Several hours before the renewal of hostilities on the border of the Gaza Strip following the terrorist bomb that killed an IDF soldier and injured three others, Israel's Prime Minister Ehud Olmert told JNF UK solidarity mission, who had come to identify with Israel, "If circumstances require it, we will respond to Hamas in a manner that will make them regret they pushed us to take action. I think they have learned a lesson from the "Cast Lead" campaign, but I don't know if it is enough. Will they go back to their previous acts? They would have to be idiots to try."



The Prime Minister made these statements during a meeting in the Israeli cabinet with a solidarity delegation headed by JNF UK chairman, Samuel Hayek. Mr. Hayek began his remarks by stating, "We came here as a mission of solidarity with the Israeli people, with the State of Israel, and with you personally, Mr. Prime Minister."





The Prime Minister spoke mainly about the origins of the "Cast Lead" campaign and the continued discussions in Israel and throughout the world regarding how Israel should respond to aggression. "The main issue that is being contested on an international level is the right of the State of Israel to defend its citizens like any other country. Do we have to put up with daily aggression of rocket fire on innocent civilians? Do we have the right to respond, and how? I asked my colleagues, other international leaders: 'Do you think this is a game? We are responding to terrorists who hide and launch attacks from densely populated areas. How will we defend ourselves? We will defend ourselves by attacking where they are hiding: inside buildings where there are also people who are uninvolved - whom we ask to leave before we attack, and they remain. Is that what we like to do? No, but we must choose between security for the children of Sderot and other civilians or harming innocents. Our primary obligation is to defend our citizens."



Prime Minister Olmert described his contacts with European leaders and with the General Secretary of the UN who visited the area at length. "I asked the General Secretary of the UN if he truly believed that I or anyone else had given an order to attack the UNWRA facility. The person who fired at the facility was a 22-year-old boy wearing a uniform who had been fired upon from the direction of the UNWRA building and was returning fire. Do we have a policy of attacking UNWRA facilities? Our only policy, which any other nation in the world would understand, is that when you are talking about national interests you protect yourself."
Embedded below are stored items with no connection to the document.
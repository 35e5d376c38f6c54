//! Substitution of localized references in the card document

use super::scanner::reference_spans;
use serde_json::{Map, Value};
use std::collections::HashMap;
use std::ops::Range;

/// Returns a copy of `document` with every localized URL replaced
///
/// Maps and sequences are rebuilt; string leaves have each `url -> public
/// path` substitution applied; other leaves and object keys are unchanged.
///
/// Longer URLs are substituted first. An occurrence is only replaced when it
/// is not followed by more URL characters and does not start inside a longer
/// URL, so a reference embedded in another one (for example an image proxy's
/// `?url=` parameter) never corrupts it.
///
/// # Example
///
/// ```
/// use card_localizer::localizer::walk;
/// use serde_json::json;
/// use std::collections::HashMap;
///
/// let references = HashMap::from([(
///     "http://example.com/a.png".to_string(),
///     "/niko/Ann/images/a.png".to_string(),
/// )]);
/// let document = json!({"greeting_image": "http://example.com/a.png"});
///
/// assert_eq!(
///     walk(&document, &references),
///     json!({"greeting_image": "/niko/Ann/images/a.png"})
/// );
/// ```
pub fn walk(document: &Value, references: &HashMap<String, String>) -> Value {
    let mut ordered: Vec<(&str, &str)> = references
        .iter()
        .map(|(url, public)| (url.as_str(), public.as_str()))
        .collect();
    // Longest first; ties broken by text for a stable result
    ordered.sort_by(|a, b| b.0.len().cmp(&a.0.len()).then_with(|| a.0.cmp(b.0)));

    walk_value(document, &ordered)
}

fn walk_value(value: &Value, ordered: &[(&str, &str)]) -> Value {
    match value {
        Value::Object(map) => Value::Object(
            map.iter()
                .map(|(key, value)| (key.clone(), walk_value(value, ordered)))
                .collect::<Map<String, Value>>(),
        ),
        Value::Array(items) => {
            Value::Array(items.iter().map(|item| walk_value(item, ordered)).collect())
        }
        Value::String(text) => Value::String(rewrite_text(text, ordered)),
        other => other.clone(),
    }
}

fn rewrite_text(text: &str, ordered: &[(&str, &str)]) -> String {
    let mut current = text.to_string();
    for (url, public) in ordered {
        if let Some(replaced) = replace_bounded(&current, url, public) {
            current = replaced;
        }
    }
    current
}

/// Replaces occurrences of `from` that stand on their own as a reference
///
/// Returns None when nothing was replaced.
fn replace_bounded(text: &str, from: &str, to: &str) -> Option<String> {
    if from.is_empty() || !text.contains(from) {
        return None;
    }

    let spans = reference_spans(text);
    let mut out = String::with_capacity(text.len());
    let mut last = 0;
    let mut replaced = false;

    for (start, _) in text.match_indices(from) {
        let end = start + from.len();
        if !ends_reference(&text[end..]) || starts_inside_reference(&spans, start) {
            continue;
        }
        out.push_str(&text[last..start]);
        out.push_str(to);
        last = end;
        replaced = true;
    }

    if !replaced {
        return None;
    }

    out.push_str(&text[last..]);
    Some(out)
}

/// True if the text following a match cannot continue the URL
fn ends_reference(rest: &str) -> bool {
    match rest.chars().next() {
        None => true,
        Some(c) => {
            c.is_whitespace() || matches!(c, '\'' | '"' | '`' | '<' | '>' | '(' | ')' | '\\')
        }
    }
}

/// True if `start` falls strictly inside a longer URL-shaped run
fn starts_inside_reference(spans: &[Range<usize>], start: usize) -> bool {
    spans
        .iter()
        .any(|span| span.start < start && start < span.end)
}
In response to a question posed by one of the members of the delegation of why Israel waited eight years to launch a massive attack, the Prime Minister answered, "During the eight years preceding the "Cast Lead" operation, approximately 2,000 Hamas militants were killed in our acts of reprisal. Intervention using extensive force took place only when the local and international circumstances to launch such an action arose. In order to go to war we first need a national consensus, but we also need the full understanding of our allies. Support for the campaign on both levels was only obtained after it was clear to everyone that we had already tried every other logical means."
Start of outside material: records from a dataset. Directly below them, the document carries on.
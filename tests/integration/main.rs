//! Integration tests for Card-Localizer
//!
//! These tests use wiremock to create mock HTTP servers and exercise complete
//! localization runs against real PNG containers.

mod common;
mod container_tests;
mod localize_tests;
Another member of the delegation asked Prime Minister Olmert for a calming statement in light of the fact that many political changes are currently taking place both internationally (with the inauguration of President Obama in the United States) and in Israel (the upcoming general elections) that are liable to result in additional crises during this intermediate period. The Prime Minister's answer was clear: "There is a saying in Hebrew: 'Blessed are those who are always afraid.' We always have to be prepared for the unexpected, and I can promise you that if the unexpected happens, we will be ready." In answer to another question the Prime Minister answered that under certain circumstances an agreement can be reached with the Palestinians within three weeks, but Israel totally rejects the idea of offering total "right of Return" to Palestinians. "Just as our best friends throughout the world demand us to retreat to the 1967 borders, they also unanimously support our position of refusing total right of return."
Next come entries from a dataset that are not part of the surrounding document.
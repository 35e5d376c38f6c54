//! Localizer module for mirroring the resources a card references
//!
//! This module contains the core localization logic, including:
//! - Dialect-aware reference scanning
//! - Deterministic naming of localized files
//! - Concurrent downloading with proxy routing
//! - Coordination of the self-feeding scan/download graph
//! - Rewriting the document to point at local copies

mod coordinator;
mod fetcher;
mod paths;
mod pool;
mod rewriter;
mod scanner;

pub use coordinator::{Coordinator, LocalizationRun};
pub use fetcher::{build_http_client, DownloadTask, FetchOutcome, Fetcher};
pub use paths::PathMapper;
pub use pool::{spawn_workers, DownloadResult};
pub use rewriter::walk;
pub use scanner::{scan, Dialect, ScanOutput, ScanTask, ALLOWED_EXTENSIONS};

use crate::card::{decode_card, encode_card};
use crate::config::{Config, NetworkConfig, DEFAULT_MAX_WORKERS, DEFAULT_SERVED_PREFIX};
use crate::output::{LocalizationStats, ProgressLog, ProgressSink, Severity};
use crate::{LocalizerError, PipelineError};
use serde_json::Value;
use std::path::{Path, PathBuf};
use std::sync::Arc;
use thiserror::Error;
use tokio_util::sync::CancellationToken;

/// Where and how a card's resources are localized
#[derive(Debug, Clone)]
pub struct LocalizeOptions {
    /// Public directory; resources go to `<base>/<served prefix>/<character>/`
    pub base_path: PathBuf,

    /// Served-path prefix, such as `/niko/`
    pub served_prefix: String,

    /// Number of concurrent download workers
    pub max_workers: usize,

    /// Proxy and request settings
    pub network: NetworkConfig,

    /// Character name used when the document has none
    pub fallback_name: Option<String>,
}

impl LocalizeOptions {
    /// Creates options with default settings writing under `base_path`
    pub fn new(base_path: impl Into<PathBuf>) -> Self {
        Self {
            base_path: base_path.into(),
            served_prefix: DEFAULT_SERVED_PREFIX.to_string(),
            max_workers: DEFAULT_MAX_WORKERS,
            network: NetworkConfig::default(),
            fallback_name: None,
        }
    }

    /// Creates options from the configuration
    ///
    /// `default_base` is used when the configuration has no base path.
    pub fn from_config(config: &Config, default_base: &Path) -> Self {
        let base_path = config
            .localizer
            .base_path
            .as_ref()
            .map(PathBuf::from)
            .unwrap_or_else(|| default_base.to_path_buf());

        Self {
            base_path,
            served_prefix: config.localizer.served_prefix.clone(),
            max_workers: config.localizer.max_workers,
            network: config.network.clone(),
            fallback_name: None,
        }
    }

    pub fn with_fallback_name(mut self, name: impl Into<String>) -> Self {
        self.fallback_name = Some(name.into());
        self
    }

    /// Returns the mapper for a sanitized character name
    pub fn path_mapper(&self, character: &str) -> PathMapper {
        let output_root = self
            .base_path
            .join(self.served_prefix.trim_matches('/'))
            .join(character);
        PathMapper::new(output_root, &self.served_prefix, character)
    }
}

/// A card whose references were localized
#[derive(Debug, Clone)]
pub struct LocalizedCard {
    /// The new PNG bytes
    pub bytes: Vec<u8>,

    /// The rewritten document embedded in `bytes`
    pub document: Value,

    pub stats: LocalizationStats,

    /// Progress log of the run
    pub log: String,
}

/// A fatal localization error together with the progress log so far
#[derive(Debug, Error)]
#[error("{error}")]
pub struct LocalizeFailure {
    #[source]
    pub error: LocalizerError,
    pub log: String,
}

impl LocalizeFailure {
    /// Returns true if the run ended because the caller raised stop
    pub fn is_stopped(&self) -> bool {
        matches!(
            self.error,
            LocalizerError::Pipeline(PipelineError::StoppedByCaller)
        )
    }
}

/// Result of localizing a card file
#[derive(Debug)]
pub enum CardFileOutcome {
    /// The rewritten card was written to `output_path`
    Localized {
        output_path: PathBuf,
        card: LocalizedCard,
    },

    /// The card references nothing; no file was written
    NothingToLocalize { log: String },
}

/// Lists the references of the document itself, without any network access
///
/// Only the serialized root document is scanned; resources nested in
/// stylesheets or scripts are not discovered.
///
/// # Example
///
/// ```
/// use card_localizer::discover_references;
/// use serde_json::json;
///
/// let document = json!({"avatar": "https://example.com/a.png", "doc": "https://example.com/x.pdf"});
/// assert_eq!(discover_references(&document).unwrap(), vec!["https://example.com/a.png"]);
/// ```
pub fn discover_references(document: &Value) -> Result<Vec<String>, PipelineError> {
    let text = serde_json::to_string(document)?;
    Ok(scan(&ScanTask::new(text, Dialect::Json))
        .urls
        .into_iter()
        .collect())
}

/// Localizes the references of a PNG card
///
/// The progress log is returned on success and on failure.
///
/// # Arguments
///
/// * `png` - Original card bytes
/// * `options` - Output location and network settings
/// * `sink` - Receives progress messages as they happen
/// * `stop` - Cancelling this token stops the run
pub async fn localize_card(
    png: &[u8],
    options: LocalizeOptions,
    sink: Arc<dyn ProgressSink>,
    stop: CancellationToken,
) -> Result<LocalizedCard, LocalizeFailure> {
    let log = Arc::new(ProgressLog::new(sink));

    match run_localization(png, options, log.clone(), stop).await {
        Ok((bytes, run)) => Ok(LocalizedCard {
            bytes,
            document: run.document,
            stats: run.stats,
            log: log.contents(),
        }),
        Err(error) => Err(fail(&log, error)),
    }
}

async fn run_localization(
    png: &[u8],
    options: LocalizeOptions,
    sink: Arc<dyn ProgressSink>,
    stop: CancellationToken,
) -> Result<(Vec<u8>, LocalizationRun), LocalizerError> {
    let document = decode_card(png)?;
    let mut coordinator = Coordinator::new(document, options, sink)?.with_stop_token(stop);
    let run = coordinator.run().await?;
    let bytes = encode_card(png, &run.document)?;
    Ok((bytes, run))
}

/// Localizes a card file and writes the result next to it
///
/// The rewritten card goes to `<card dir>/<output-dir-name>/<file name>`.
/// Resources go under the configured base path, or the card's directory when
/// none is configured. A card without references is left untouched.
pub async fn localize_card_file(
    card_path: &Path,
    config: &Config,
    sink: Arc<dyn ProgressSink>,
    stop: CancellationToken,
) -> Result<CardFileOutcome, LocalizeFailure> {
    let log = Arc::new(ProgressLog::new(sink));

    let card_dir = card_path.parent().unwrap_or_else(|| Path::new(""));
    let Some(file_name) = card_path.file_name() else {
        let error = std::io::Error::new(
            std::io::ErrorKind::InvalidInput,
            format!("{} is not a file path", card_path.display()),
        );
        return Err(fail(&log, error.into()));
    };

    let original = match tokio::fs::read(card_path).await {
        Ok(bytes) => bytes,
        Err(e) => return Err(fail(&log, e.into())),
    };

    let references = match decode_card(&original)
        .and_then(|document| discover_references(&document).map_err(LocalizerError::from))
    {
        Ok(references) => references,
        Err(e) => return Err(fail(&log, e)),
    };

    if references.is_empty() {
        log.report(
            "No external references found; card left unchanged",
            Severity::Info,
        );
        return Ok(CardFileOutcome::NothingToLocalize {
            log: log.contents(),
        });
    }
    log.report(
        &format!("Card references {} external resources", references.len()),
        Severity::Info,
    );

    let mut options = LocalizeOptions::from_config(config, card_dir);
    if let Some(stem) = card_path.file_stem() {
        options = options.with_fallback_name(stem.to_string_lossy());
    }

    let mut card = match localize_card(&original, options, log.clone(), stop).await {
        Ok(card) => card,
        Err(failure) => {
            return Err(LocalizeFailure {
                error: failure.error,
                log: log.contents(),
            })
        }
    };

    let output_dir = card_dir.join(&config.localizer.output_dir_name);
    let output_path = output_dir.join(file_name);
    let written = async {
        tokio::fs::create_dir_all(&output_dir).await?;
        tokio::fs::write(&output_path, &card.bytes).await
    }
    .await;
    if let Err(e) = written {
        return Err(fail(&log, e.into()));
    }

    log.report(
        &format!("Saved localized card to {}", output_path.display()),
        Severity::Success,
    );
    card.log = log.contents();

    Ok(CardFileOutcome::Localized { output_path, card })
}

/// Records a fatal error in the log and pairs them up
fn fail(log: &ProgressLog, error: LocalizerError) -> LocalizeFailure {
    let severity = match &error {
        LocalizerError::Pipeline(PipelineError::StoppedByCaller) => Severity::Warning,
        _ => Severity::Failure,
    };
    log.report(&format!("Localization failed: {}", error), severity);

    LocalizeFailure {
        error,
        log: log.contents(),
    }
}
Regarding his predictions of the results of the upcoming elections in Israel, the Prime Minister told the delegation that he does not negate the possibility of the formation of a national unity government after the elections, in hope that his successor will continue his overall policies, including, among other things, recognition of the need for drastic concessions in order to attain peace. He presented the chances of a peace agreement with Syria as an example. "Syria is asking us to return all of the Golan Heights. While I am willing to accept such a demand, I also present our demands, because within the framework of a peace agreement we are not talking about unilateral Israeli concessions. I expect the Syrians to withdraw from Lebanon entirely, to terminate their contacts with Iran, with terrorist organizations that are based in their territory, and with the extremist organizations in Iraq. They also need to understand that in any peace agreement, both sides need to pay a heavy price for peace with open borders, full relations, and financial ties. If they agree, the conditions will be laid for a true peace. If they don't agree, the present situation that is not to the benefit of either side will continue."